And if you have your investments aligned with the Fabulous Mogambo Portfolio (FMP), then he is talking about you! Gold! That’s all you have! Gold! Lovely, lovely gold! And for the seventh year in a row, the FMP has beaten the piddly results of almost every other money manager in the world, but does The Mogambo get any credit, or even get somebody to make him up a lousy plate of nachos, like I’m asking so much of worthless kids laying around the house all the time? No!
I have to be content with making lots and lots of money as gold rises, instead of being given meaningless awards or being invited to appear on the television show with Regis Philbin and Kelly Ripa, so that they can tell me what an honor it is for them to meet me because what a freaking genius I am to have come up with creating the Fabulous Mogambo Portfolio Theory (FMPT) that has been kicking investing butt for seven years in a row now, the underlying theory of which is to own gold, gold mining stocks, gold ETFs, and marry someone who has a lot of gold fillings, gold crowns and gold dental bridgework, as a sort of portable store of gold, “on the hoof” in a manner of speaking, just in case you need to, you know, get out of town in a hurry again.
And after the introductions, I will look into the camera and say, “Thank you very much, Regis and Kelly! But to be truthful, in developing the Fabulous Mogambo Portfolio Theory (FMPT), I merely looked at the last 4,000 years or so of watching governments want to spend more than they could get out of the people, and finding out what happened when such governments got the bright idea of a way to create more money was to increase the money supply by making gold and silver coins smaller, or mix cheap metals in with the gold and silver in the coins, or to use paper money, or, in the ultimate example, make money the mere electronic storage of computer blips.”
Then I will say, “And I will tell you, and the audience, and all the viewers at home who want me to sweep Kelly up in my arms and start kissing her all over, the Big Freaking Lesson (BFL) that is thus gleaned from those 4,000 years of economic history!” Then I will lean forward, all confidential and secretive, and say, “Come closer!
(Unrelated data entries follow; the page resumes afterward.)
//! Emission timestamp parsing for DTE headers.

use chrono::{NaiveDate, NaiveDateTime};

use super::patterns::EMISSION_PARTS;

/// Parse a `DD-Mon-YYYY HH:MM:SS` timestamp.
///
/// Month abbreviations may be Spanish (`Ene`, `Abr`, `Ago`, `Dic`, ...) or
/// English, in any case.
pub fn parse_emission_timestamp(s: &str) -> Option<NaiveDateTime> {
    let caps = EMISSION_PARTS.captures(s.trim())?;

    let day: u32 = caps[1].parse().ok()?;
    let month = month_to_number(&caps[2])?;
    let year: i32 = caps[3].parse().ok()?;
    let hour: u32 = caps[4].parse().ok()?;
    let minute: u32 = caps[5].parse().ok()?;
    let second: u32 = caps[6].parse().ok()?;

    NaiveDate::from_ymd_opt(year, month, day)?.and_hms_opt(hour, minute, second)
}

fn month_to_number(month: &str) -> Option<u32> {
    let n = match month.to_lowercase().as_str() {
        "ene" | "jan" => 1,
        "feb" => 2,
        "mar" => 3,
        "abr" | "apr" => 4,
        "may" => 5,
        "jun" => 6,
        "jul" => 7,
        "ago" | "aug" => 8,
        "sep" | "set" => 9,
        "oct" => 10,
        "nov" => 11,
        "dic" | "dec" => 12,
        _ => return None,
    };
    Some(n)
}
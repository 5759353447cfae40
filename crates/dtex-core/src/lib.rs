//! Core library for Guatemalan DTE invoice consolidation.
//!
//! This crate provides:
//! - PDF decoding into page text and whitespace-aligned tables
//! - DTE header extraction (issuer, authorization, series, number, date)
//! - Line-item table normalization into a fixed schema
//! - Batch sources for folders and ZIP archives
//! - Consolidation into one dataset with xlsx, csv and json export

pub mod error;
pub mod export;
pub mod invoice;
pub mod models;
pub mod pdf;
pub mod pipeline;
pub mod source;
pub mod table;

pub use error::{DocumentError, DtexError, ExportError, Result, SourceError};
pub use export::{export_dataset, write_dataset, ExportFormat, TabularExport};
pub use invoice::HeaderExtractor;
pub use models::{
    CellValue, Column, ConsolidatedDataset, DocumentWarning, DtexConfig, HeaderInfo, LineItemRow,
    ProcessingReport, RecordSet,
};
pub use pdf::{DocumentDecoder, PdfDecoder, RawPage, RawTable};
pub use pipeline::{
    process_archive, process_archive_bytes, process_folder, process_source, BatchAggregator,
    BatchEvent, DocumentProcessor,
};
pub use source::{ArchiveSource, BatchSource, DirectorySource, SourceDocument};
pub use table::TableNormalizer;
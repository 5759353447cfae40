//! PDF page decoding using lopdf and pdf-extract.

use std::collections::BTreeMap;

use lopdf::content::Content;
use lopdf::{Document, Object, ObjectId};
use tracing::{debug, trace, warn};

use super::tables::{detect_tables, split_line_into_spans};
use super::{DocumentDecoder, RawPage, Result};
use crate::error::DecodeError;

/// PDF decoder producing per-page text and whitespace-aligned tables.
#[derive(Debug, Clone, Default)]
pub struct PdfDecoder;

impl PdfDecoder {
    /// Create a new PDF decoder.
    pub fn new() -> Self {
        Self
    }

    fn load(&self, data: &[u8]) -> Result<(Document, Vec<u8>)> {
        let mut doc = Document::load_mem(data).map_err(|e| DecodeError::Parse(e.to_string()))?;

        // Handle PDFs with empty password encryption
        let raw_data = if doc.is_encrypted() {
            if doc.decrypt("").is_err() {
                return Err(DecodeError::Encrypted);
            }
            debug!("Decrypted PDF with empty password");

            // pdf-extract needs the decrypted bytes
            let mut decrypted = Vec::new();
            doc.save_to(&mut decrypted)
                .map_err(|e| DecodeError::Parse(format!("Failed to save decrypted PDF: {}", e)))?;
            decrypted
        } else {
            data.to_vec()
        };

        if doc.get_pages().is_empty() {
            return Err(DecodeError::NoPages);
        }

        Ok((doc, raw_data))
    }
}

impl DocumentDecoder for PdfDecoder {
    fn decode(&self, data: &[u8]) -> Result<Vec<RawPage>> {
        let (doc, raw_data) = self.load(data)?;
        let pages = doc.get_pages();

        let laid_out = laid_out_pages(&raw_data).filter(|split| split.len() == pages.len());

        let mut out = Vec::with_capacity(pages.len());
        for (index, (page_no, page_id)) in pages.iter().enumerate() {
            // Best scoring candidate wins, earlier ones on ties
            let candidates = [
                page_content_text(&doc, *page_id),
                laid_out.as_ref().and_then(|split| split.get(index).cloned()),
                doc.extract_text(&[*page_no]).ok(),
            ];
            let text = choose_best_text(candidates);

            let tables = text.as_deref().map(detect_tables).unwrap_or_default();
            trace!(
                "Page {}: {} chars, {} candidate tables",
                page_no,
                text.as_ref().map_or(0, String::len),
                tables.len()
            );

            out.push(RawPage { text, tables });
        }

        debug!("Decoded PDF with {} pages", out.len());
        Ok(out)
    }
}

/// Whole-document text from pdf-extract, split on form feeds.
fn laid_out_pages(data: &[u8]) -> Option<Vec<String>> {
    // pdf-extract can panic on malformed fonts
    let result = std::panic::catch_unwind(std::panic::AssertUnwindSafe(|| {
        pdf_extract::extract_text_from_mem(data)
    }));

    match result {
        Ok(Ok(text)) => Some(split_text_into_pages(&text)),
        Ok(Err(e)) => {
            debug!("pdf-extract failed: {}", e);
            None
        }
        Err(_) => {
            warn!("pdf-extract panicked, using content streams only");
            None
        }
    }
}

fn split_text_into_pages(raw_text: &str) -> Vec<String> {
    let mut pages: Vec<String> = raw_text.split('\u{000C}').map(str::to_string).collect();
    if pages.last().is_some_and(String::is_empty) {
        pages.pop();
    }
    pages
}

/// Page text rebuilt from the content stream, one line per text positioning
/// operator. Spacing inside each shown string is kept as written.
fn page_content_text(doc: &Document, page_id: ObjectId) -> Option<String> {
    let content = Content::decode(&doc.get_page_content(page_id).ok()?).ok()?;
    let encodings: BTreeMap<Vec<u8>, _> = doc
        .get_page_fonts(page_id)
        .unwrap_or_default()
        .into_iter()
        .filter_map(|(name, font)| font.get_font_encoding(doc).ok().map(|enc| (name, enc)))
        .collect();

    let mut lines = Vec::new();
    let mut current = String::new();
    let mut encoding = None;

    for operation in &content.operations {
        match operation.operator.as_str() {
            "Tf" => {
                encoding = operation
                    .operands
                    .first()
                    .and_then(|op| op.as_name().ok())
                    .and_then(|name| encodings.get(name));
            }
            "Tj" | "TJ" | "'" | "\"" => {
                collect_strings(&mut current, &operation.operands, &|bytes| {
                    encoding
                        .and_then(|enc| Document::decode_text(enc, bytes).ok())
                        .unwrap_or_else(|| bytes.iter().map(|&b| b as char).collect())
                });
            }
            "T*" | "Td" | "TD" | "ET" => {
                if !current.trim().is_empty() {
                    lines.push(std::mem::take(&mut current));
                }
                current.clear();
            }
            _ => {}
        }
    }

    if !current.trim().is_empty() {
        lines.push(current);
    }

    if lines.is_empty() {
        None
    } else {
        Some(lines.join("\n"))
    }
}

fn collect_strings(text: &mut String, operands: &[Object], decode: &dyn Fn(&[u8]) -> String) {
    for operand in operands {
        match operand {
            Object::String(bytes, _) => text.push_str(&decode(bytes)),
            Object::Array(items) => collect_strings(text, items, decode),
            // Large negative kerning in TJ arrays is a visual gap
            Object::Integer(offset) if *offset < -100 => text.push(' '),
            _ => {}
        }
    }
}

/// Pick the candidate with the most table-like lines; earlier wins ties.
fn choose_best_text<const N: usize>(candidates: [Option<String>; N]) -> Option<String> {
    let mut best: Option<(i64, String)> = None;
    for text in candidates.into_iter().flatten() {
        if text.trim().is_empty() {
            continue;
        }
        let score = text_score(&text);
        if best.as_ref().is_none_or(|(s, _)| score > *s) {
            best = Some((score, text));
        }
    }
    best.map(|(_, text)| text)
}

fn text_score(text: &str) -> i64 {
    let mut score = 0;
    for line in text.lines().filter(|l| !l.trim().is_empty()) {
        score += 1;
        if split_line_into_spans(line).len() >= 2 {
            score += 50;
        }
    }
    score
}
//! Outcome of one batch run.

use std::time::Duration;

use chrono::{DateTime, Local, NaiveDateTime};
use serde::Serialize;

use super::dataset::{Column, ConsolidatedDataset};
use crate::invoice::rules::dates::parse_emission_timestamp;

/// A document that was skipped, and why.
#[derive(Debug, Clone, PartialEq, Eq, Serialize)]
pub struct DocumentWarning {
    pub document: String,
    pub reason: String,
}

/// Counters and (optionally) the consolidated dataset of a batch run.
#[derive(Debug, Clone, Serialize)]
pub struct ProcessingReport {
    /// Documents attempted, including skipped ones.
    pub documents_seen: usize,

    /// Wall-clock time of the whole run.
    #[serde(rename = "elapsed_seconds", serialize_with = "serialize_seconds")]
    pub elapsed: Duration,

    /// When the run started.
    pub started_at: DateTime<Local>,

    /// `None` when no document contributed a single row.
    #[serde(skip)]
    pub dataset: Option<ConsolidatedDataset>,

    /// One entry per skipped document.
    pub warnings: Vec<DocumentWarning>,
}

impl ProcessingReport {
    pub fn elapsed_seconds(&self) -> f64 {
        self.elapsed.as_secs_f64()
    }

    pub fn row_count(&self) -> usize {
        self.dataset.as_ref().map_or(0, ConsolidatedDataset::len)
    }

    pub fn has_data(&self) -> bool {
        self.dataset.is_some()
    }

    /// Earliest and latest parseable emission timestamps in the dataset.
    pub fn emission_range(&self) -> Option<(NaiveDateTime, NaiveDateTime)> {
        let dataset = self.dataset.as_ref()?;
        let mut stamps = dataset
            .rows()
            .filter_map(|row| row.get(Column::FechaEmision))
            .filter_map(|v| parse_emission_timestamp(&v.to_string()));

        let first = stamps.next()?;
        Some(stamps.fold((first, first), |(lo, hi), t| (lo.min(t), hi.max(t))))
    }
}

fn serialize_seconds<S: serde::Serializer>(d: &Duration, s: S) -> Result<S::Ok, S::Error> {
    s.serialize_f64((d.as_secs_f64() * 100.0).round() / 100.0)
}
//! CLI application for consolidating Guatemalan DTE invoices.

mod commands;

use std::path::PathBuf;

use clap::{Parser, Subcommand};
use tracing::Level;
use tracing_subscriber::FmtSubscriber;

use commands::{config, run};

/// DTE consolidation - Extract line items from electronic invoices into one spreadsheet
#[derive(Parser)]
#[command(name = "dtex")]
#[command(author, version, about, long_about = None)]
struct Cli {
    /// Enable verbose output
    #[arg(short, long, action = clap::ArgAction::Count)]
    verbose: u8,

    /// Path to config file
    #[arg(short, long, global = true)]
    config: Option<PathBuf>,

    #[command(subcommand)]
    command: Commands,
}

#[derive(Subcommand)]
enum Commands {
    /// Consolidate every PDF invoice in a folder
    Folder(run::FolderArgs),

    /// Consolidate every PDF invoice in a ZIP archive
    Archive(run::ArchiveArgs),

    /// Manage configuration
    Config(config::ConfigArgs),
}

#[tokio::main]
async fn main() -> anyhow::Result<()> {
    let cli = Cli::parse();

    // Set up logging based on verbosity
    let level = match cli.verbose {
        0 => Level::WARN,
        1 => Level::INFO,
        2 => Level::DEBUG,
        _ => Level::TRACE,
    };

    let subscriber = FmtSubscriber::builder()
        .with_max_level(level)
        .with_target(false)
        .with_writer(std::io::stderr)
        .finish();

    tracing::subscriber::set_global_default(subscriber)?;

    let config_path = cli.config.as_deref();
    match cli.command {
        Commands::Folder(args) => run::folder(args, config_path).await,
        Commands::Archive(args) => run::archive(args, config_path).await,
        Commands::Config(args) => config::run(args, config_path).await,
    }
}
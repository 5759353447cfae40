//! Batch sources: where the documents of one run come from.

mod archive;
mod directory;

pub use archive::ArchiveSource;
pub use directory::DirectorySource;

use crate::error::EntryError;

/// One document of a batch.
#[derive(Debug, Clone, PartialEq, Eq)]
pub struct SourceDocument {
    /// File or archive entry name, used in warnings.
    pub name: String,
    pub data: Vec<u8>,
}

/// Trait for batch sources.
///
/// Opening a source validates its location; entries are read lazily, one per
/// call, so each document's bytes are dropped before the next is read.
pub trait BatchSource {
    /// Human-readable location for logs.
    fn location(&self) -> String;

    /// Number of documents this source will yield.
    fn len(&self) -> usize;

    fn is_empty(&self) -> bool {
        self.len() == 0
    }

    /// Next document, or `None` when exhausted.
    fn next_document(&mut self) -> Option<Result<SourceDocument, EntryError>>;
}

/// Case-insensitive suffix match on a file or entry name.
fn has_suffix(name: &str, suffix: &str) -> bool {
    name.to_lowercase().ends_with(&suffix.to_lowercase())
}
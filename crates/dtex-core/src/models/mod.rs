//! Data models shared by the extraction pipeline.

pub mod config;
pub mod dataset;
pub mod invoice;
pub mod report;

pub use config::DtexConfig;
pub use dataset::{CellValue, Column, ConsolidatedDataset, LineItemRow, RecordSet};
pub use invoice::HeaderInfo;
pub use report::{DocumentWarning, ProcessingReport};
Closer!” while lowering my voice to draw them in, lower and lower and closer and closer, until I suddenly and unexpectedly explode, “Buy gold! Buy as much gold as you freaking can! Buy gold when the government is creating too much fiat money, spending too much money, which is made possible because the banks are creating too much money and too much credit for someone to borrow, with which to buy the debt, which gives the government the money to spend!”
And then I will walk right up to the camera until my face is right in it, getting Little Droplets Of Spittle (LDOS) all over the lens as I hysterically shout, “We’re freaking doomed! Don’t you understand that, you stupid people? The Federal Reserve has doomed the dollar, and that means that you are doomed! It’s Klaatu barada nikto all over again!
To allay the fears of the audience at home, watching all of this on their TVs, I will soothingly say, “Not Regis, of course, because he is smart and witty, and he can always get another job. And Kelly is not only smart and witty, but really hot, too, and I think I can turn her into a terrific porn star! We’ll make millions!”
The worst part is that nobody will ever believe me when I say that I was on the Live with Regis and Kelly TV show because the episode will not be aired, and Kelly will never even return my calls about any of my great ideas for a whole series of terrific adult-themed films we could make in her backyard.
And it’s too bad, too, although soon, nobody will need the money, as I am certain that there will be a massive fiscal stimulus very soon, which will probably be a replay of the “tax rebate” checks that Bush sent out to taxpayers right after being elected in 2000. I figure that $1,000 per taxpayer has just the right amount of desperation and panic, and gold will soar as a result of such blatant deficit-spending stimulus.
And Ambrose Evans-Pritchard of The Telegraph writes that I may be onto something here, and he says, “Bears beware. The New Deal of 2008 is in the works. The US Treasury is about to shower households with rebate cheques to head off a full-blown slump and save the Bush presidency.”
The problem is the same one. Will it work? The answer is “no.” Mr. Evans-Pritchard correctly says, “Not even a Bush New Deal can hold back the post-bubble tide that is drawing in across the globe”.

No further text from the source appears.